Over the past few months, I have been writing about how the jobs market has been somewhat resilient despite the fact that there are numerous signs of economic weakening. We are now finally starting to see job numbers pointing to an impending recession.
ADP And BLS Data
The first recent data point comes from Automatic Data Processing, which publishes its own monthly jobs report alongside the official government jobs report issued by the Bureau of Labor Statistics. Investopedia describes the ADP jobs report thusly,
“The ADP National Employment Report is a monthly report of economic data that tracks the level of nonfarm private employment in the U.S. It is published by Automatic Data Processing, a company that handles payroll for about a fifth of all privately-employed individuals in the U.S. The ADP National Employment Report is also known as the ADP Jobs Report or the ADP Employment Report.”
Investopedia
On Wednesday, April 5, 2023, the ADP Jobs Report for the month of March was released and it was terrible, to put it mildly. The report showed that far fewer jobs were created in March than were in February:
The report also greatly missed the expectations of analysts. There were other signs that the jobs market is weakening too, which Zero Hedge noted in its analysis of this report. In particular, we see the following things in this report:
- Pay growth is decelerating. This is a sign that the job market is no longer as tight as it was a few months ago and that the demand for workers is weakening.
- Manufacturing and financial services showed the greatest number of job losses. This is not particularly surprising considering that the macroeconomic data for the manufacturing sector has been showing signs of weakness for several months and the recent troubles with bank collapses will naturally kill jobs there. It is worth noting too that the manufacturing sector usually slows down before a recession.
- Women’s wage gains are outpacing men’s in every sector.
- Leisure and hospitality shows the greatest wage gains, but even these are slowing down month-over-month. The fact is that the greatest amount of strength in the jobs market over the past two years has been in leisure and hospitality, with some dubbing this a “waiters’ and bartenders’ market.” It appears that this is still the case.

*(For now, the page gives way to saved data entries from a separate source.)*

//! # Canopy Controllers
//!
//! Reconciliation controllers for the Canopy platform and the engine that
//! propagates registry secrets and role bindings down the tenant namespace
//! hierarchy.
//!
//! ## Controllers
//!
//! | Resource               | Owns            | Converges to                                  |
//! |------------------------|-----------------|-----------------------------------------------|
//! | `CanopyOrg`            | namespace       | namespace with propagated secrets and bindings |
//! | `CanopySpace`          | namespace       | same, with the org namespace as parent        |
//! | `CanopyBuild`          | `BuildWorkload` | `Succeeded` True with a droplet, or False     |
//! | `CanopyTask`           | `TaskWorkload`  | `Succeeded` or `Failed`, deleted after its TTL |
//! | `CanopyApp`            | `AppWorkload`   | `Ready` at the app's current revision         |
//! | `CanopyServiceBinding` |                 | `BindingSecretAvailable` and `Ready`          |
//!
//! Every reconcile function is generic over
//! [`Store`](canopy_core::store::Store): the `run_*` entry points drive them
//! against the Kubernetes API, tests drive them against
//! [`MemoryStore`](canopy_core::store::MemoryStore).
//!
//! ## Quick Start
//!
//! ```rust,ignore
//! use canopy_operator::prelude::*;
//! use kube::Client;
//! use std::sync::Arc;
//!
//! #[tokio::main]
//! async fn main() -> Result<()> {
//!     let client = Client::try_default().await?;
//!     let config = Arc::new(ControllerConfig::default());
//!     run_org_controller(client, config, None).await
//! }
//! ```
//!
//! ## Metrics
//!
//! Each controller records, labeled by `controller`:
//!
//! - `canopy_operator_reconciliations_total` - Total reconciliation attempts
//! - `canopy_operator_reconciliation_errors_total` - Reconciliation errors
//! - `canopy_operator_reconciliation_duration_seconds` - Reconciliation latency

pub mod app_controller;
pub mod build_controller;
pub mod config;
pub mod controller;
pub mod error;
pub mod propagation;
pub mod service_binding_controller;
pub mod task_controller;
pub mod tenant_controller;

pub mod prelude {
    //! Re-exports for convenient usage
    pub use crate::app_controller::run_app_controller;
    pub use crate::build_controller::{run_build_controller, ImageInspector, WorkloadImageInspector};
    pub use crate::config::ControllerConfig;
    pub use crate::controller::{ControllerContext, ControllerMetrics};
    pub use crate::error::{OperatorError, Result};
    pub use crate::propagation::{
        PropagatedKind, PropagationError, PropagationReport, PropagationRequest, Propagator,
    };
    pub use crate::service_binding_controller::run_service_binding_controller;
    pub use crate::task_controller::run_task_controller;
    pub use crate::tenant_controller::{run_org_controller, run_space_controller};
}
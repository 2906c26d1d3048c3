//! Org and space readiness
//!
//! Orgs and spaces are ready once their namespace exists and the parent's
//! secrets and role bindings have been propagated into it.

use super::Transition;
use crate::conditions::{is_stale, set_condition, Condition, ConditionStatus, Conditioned, READY};
use crate::crd::{CanopyOrg, CanopySpace, TenantStatus};
use crate::labels::{ORG_GUID_LABEL, ORG_NAMESPACE_LABEL, SPACE_GUID_LABEL};
use crate::store::StoreObject;
use chrono::{DateTime, Utc};
use kube::Resource;
use std::fmt;

/// Shared view of orgs and spaces
pub trait Tenant: StoreObject + Conditioned {
    /// Label carrying the tenant GUID on its namespace
    const GUID_LABEL: &'static str;
    /// Label naming the parent namespace on the tenant's namespace, if any
    const PARENT_LABEL: Option<&'static str>;
    const FINALIZER: &'static str;

    fn display_name(&self) -> &str;
    fn tenant_status(&self) -> Option<&TenantStatus>;
    fn set_tenant_status(&mut self, status: TenantStatus);
}

macro_rules! tenant {
    ($($kind:ty => ($label:expr, $parent:expr, $finalizer:expr)),*) => {
        $(
            impl Tenant for $kind {
                const GUID_LABEL: &'static str = $label;
                const PARENT_LABEL: Option<&'static str> = $parent;
                const FINALIZER: &'static str = $finalizer;

                fn display_name(&self) -> &str {
                    &self.spec.display_name
                }

                fn tenant_status(&self) -> Option<&TenantStatus> {
                    self.status.as_ref()
                }

                fn set_tenant_status(&mut self, status: TenantStatus) {
                    self.status = Some(status);
                }
            }
        )*
    };
}

tenant!(
    CanopyOrg => (ORG_GUID_LABEL, None, "canopy.io/delete-org"),
    CanopySpace => (SPACE_GUID_LABEL, Some(ORG_NAMESPACE_LABEL), "canopy.io/delete-space")
);

/// Step of tenant setup that failed
#[derive(Debug, Clone, PartialEq, Eq)]
pub enum TenantFailure {
    NamespaceCreation(String),
    SecretPropagation(String),
    RoleBindingPropagation(String),
}

impl TenantFailure {
    pub fn reason(&self) -> &'static str {
        match self {
            TenantFailure::NamespaceCreation(_) => "NamespaceCreation",
            TenantFailure::SecretPropagation(_) => "SecretPropagation",
            TenantFailure::RoleBindingPropagation(_) => "RoleBindingPropagation",
        }
    }

    pub fn message(&self) -> &str {
        match self {
            TenantFailure::NamespaceCreation(m)
            | TenantFailure::SecretPropagation(m)
            | TenantFailure::RoleBindingPropagation(m) => m,
        }
    }
}

impl fmt::Display for TenantFailure {
    fn fmt(&self, f: &mut fmt::Formatter<'_>) -> fmt::Result {
        write!(f, "{}: {}", self.reason(), self.message())
    }
}

/// Status after an attempt to set up the tenant's `namespace`
pub fn next_tenant_status<T: Tenant>(
    tenant: &T,
    namespace: &str,
    outcome: Result<(), &TenantFailure>,
    now: DateTime<Utc>,
) -> Transition<TenantStatus> {
    if is_stale(tenant) {
        return Transition::NoOp;
    }

    let generation = tenant.meta().generation;
    let mut status = tenant.tenant_status().cloned().unwrap_or_default();
    status.observed_generation = generation.unwrap_or_default();

    let ready = match outcome {
        Ok(()) => {
            status.guid = namespace.to_string();
            Condition::new(READY, ConditionStatus::True, "Ready", "", generation, now)
        }
        Err(failure) => Condition::new(
            READY,
            ConditionStatus::False,
            failure.reason(),
            failure.message(),
            generation,
            now,
        ),
    };
    set_condition(&mut status.conditions, ready);

    Transition::changed(tenant.tenant_status(), status)
}

#[cfg(test)]
mod tests {
    use super::*;
    use crate::conditions::find_condition;
    use crate::crd::CanopySpaceSpec;
    use chrono::TimeZone;

    fn now() -> DateTime<Utc> {
        Utc.timestamp_opt(1_700_000_000, 0).unwrap()
    }

    fn space() -> CanopySpace {
        let mut space = CanopySpace::new(
            "space-1",
            CanopySpaceSpec {
                display_name: "staging".to_string(),
            },
        );
        space.metadata.generation = Some(1);
        space
    }

    #[test]
    fn test_ready_sets_guid() {
        let status = next_tenant_status(&space(), "space-1", Ok(()), now())
            .into_update()
            .unwrap();
        assert_eq!(status.guid, "space-1");
        assert!(find_condition(&status.conditions, READY).unwrap().is_true());
    }

    #[test]
    fn test_failure_reason() {
        let failure = TenantFailure::SecretPropagation("Secret not found: creds".to_string());
        let status = next_tenant_status(&space(), "space-1", Err(&failure), now())
            .into_update()
            .unwrap();
        let ready = find_condition(&status.conditions, READY).unwrap();
        assert_eq!(ready.status, ConditionStatus::False);
        assert_eq!(ready.reason, "SecretPropagation");
        assert!(ready.message.contains("creds"));
        assert!(status.guid.is_empty());
    }

    #[test]
    fn test_idempotent() {
        let mut space = space();
        let status = next_tenant_status(&space, "space-1", Ok(()), now())
            .into_update()
            .unwrap();
        space.set_tenant_status(status);
        assert!(next_tenant_status(&space, "space-1", Ok(()), now()).is_noop());
        assert_eq!(space.display_name(), "staging");
        assert_eq!(CanopySpace::GUID_LABEL, SPACE_GUID_LABEL);
    }
}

The official jobs report from the Bureau of Labor Statistics was released on Friday, April 7, 2023. It showed some of the same things that the ADP report did. In particular, we see that job growth slowed considerably in March:
This further reinforces that a recession could soon be hitting the United States. The official jobs report has been accused of being somewhat political lately as these reports have been showing a much stronger narrative than just about every economic report published by non-government sources. I have weighed in on this before. We can still see this here, but it appears that the government agency was unable to spin the data in a favorable way as the March 2023 print was the worst that we have seen since December 2020. As some of you may recall, there were several states that locked down restaurants and similar businesses during December of that month due to fears of COVID-19 spreading. In some ways, that reinforces the fact that the jobs market strength appears to be driven by low-paying leisure and hospitality jobs as opposed to the high-paying jobs that can actually support a family.

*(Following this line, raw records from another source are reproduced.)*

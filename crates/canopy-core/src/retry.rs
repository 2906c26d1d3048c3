//! Deadline-bounded retry of transient store failures

use crate::error::Result;
use crate::identity::Deadline;
use std::future::Future;
use std::time::Duration;
use tracing::warn;

/// Exponential backoff parameters
#[derive(Debug, Clone)]
pub struct RetryPolicy {
    /// Delay before the first retry
    pub initial_backoff: Duration,
    /// Upper bound for a single delay
    pub max_backoff: Duration,
}

impl Default for RetryPolicy {
    fn default() -> Self {
        Self {
            initial_backoff: Duration::from_millis(50),
            max_backoff: Duration::from_secs(2),
        }
    }
}

impl RetryPolicy {
    /// Delay before retry number `attempt` (0-based): 50ms → 100ms → 200ms … capped
    pub fn delay(&self, attempt: u32) -> Duration {
        let backoff = self.initial_backoff * 2u32.saturating_pow(attempt.min(16));
        backoff.min(self.max_backoff)
    }
}

/// Run `op` until it succeeds, fails with a non-retryable error, or the next
/// backoff would cross `deadline`. Conflicts and transient store errors are
/// retried; every other error is returned immediately.
pub async fn retry_transient<T, F, Fut>(
    deadline: Deadline,
    policy: &RetryPolicy,
    operation: &str,
    mut op: F,
) -> Result<T>
where
    F: FnMut() -> Fut,
    Fut: Future<Output = Result<T>>,
{
    let mut attempt = 0u32;
    loop {
        match op().await {
            Ok(value) => return Ok(value),
            Err(e) if e.is_retryable() => {
                let delay = policy.delay(attempt);
                if deadline.remaining() <= delay {
                    return Err(e);
                }
                warn!(
                    operation = %operation,
                    error = %e,
                    retry = attempt + 1,
                    delay_ms = delay.as_millis() as u64,
                    "Retrying after transient store error"
                );
                tokio::time::sleep(delay).await;
                attempt += 1;
            }
            Err(e) => return Err(e),
        }
    }
}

Interestingly, the official jobs report showed a decline in wage growth. According to the agency, nominal wages increased by just 4.2% in March, which was lower than the expected 4.3%:
It is critical to note that with inflation running at 6% annually, this represents the 23rd straight month of real wage declines. This explains quite clearly why we have seen an uptick in both gig economy work and part-time second job holders, as people are desperate to maintain their standard of living despite rising prices. I have mentioned this in numerous previous articles.
For the most part, the remaining items that we saw in the official job report are somewhat rosier than the ADP numbers, but they show the same trends. In short, job growth and real wage growth are slowing down. This clearly shows that the labor market is loosening up from its previous tightness. When combined with other data, we are seeing clear signs that a recession could be on the horizon.
Tech Sector Layoffs
As I mentioned in my previous article about the job market, the technology sector has been a major source of layoffs this year. This is in stark contrast to back in 2020 when the sector was literally hiring people with the expectation that it may have work for them in the future. According to layoffs.fyi, there have been 168,918 people laid off from 570 technology companies this year. That comes on the heels of 164,411 people laid off by 1,054 technology companies last year. When we consider the things that we are seeing in both the ADP report and the BLS jobs report, it seems unlikely that these people will be easily able to find new work at anywhere close to the wages that they were receiving in the technology sector. Thus, this is another group of consumers that could be finding itself very financially squeezed by the current economy, which ultimately will result in problems making discretionary purchases, which is already a problem across the nation.
Conclusion
Overall, we are seeing more and more signs of an economic slowdown with each passing day. This is exactly what the Federal Reserve has been attempting to engineer with its rate hikes, but the official jobs report is still too strong for a pivot. Chairman Powell has said as much and recently reinforced the fact that the Federal Reserve will not pivot in the near future. Despite this, the stock market continues to be optimistic that the economy will surge upward by the middle of the year. This seems to be less and less likely and that could result in problems for anyone buying highly-speculative stocks today.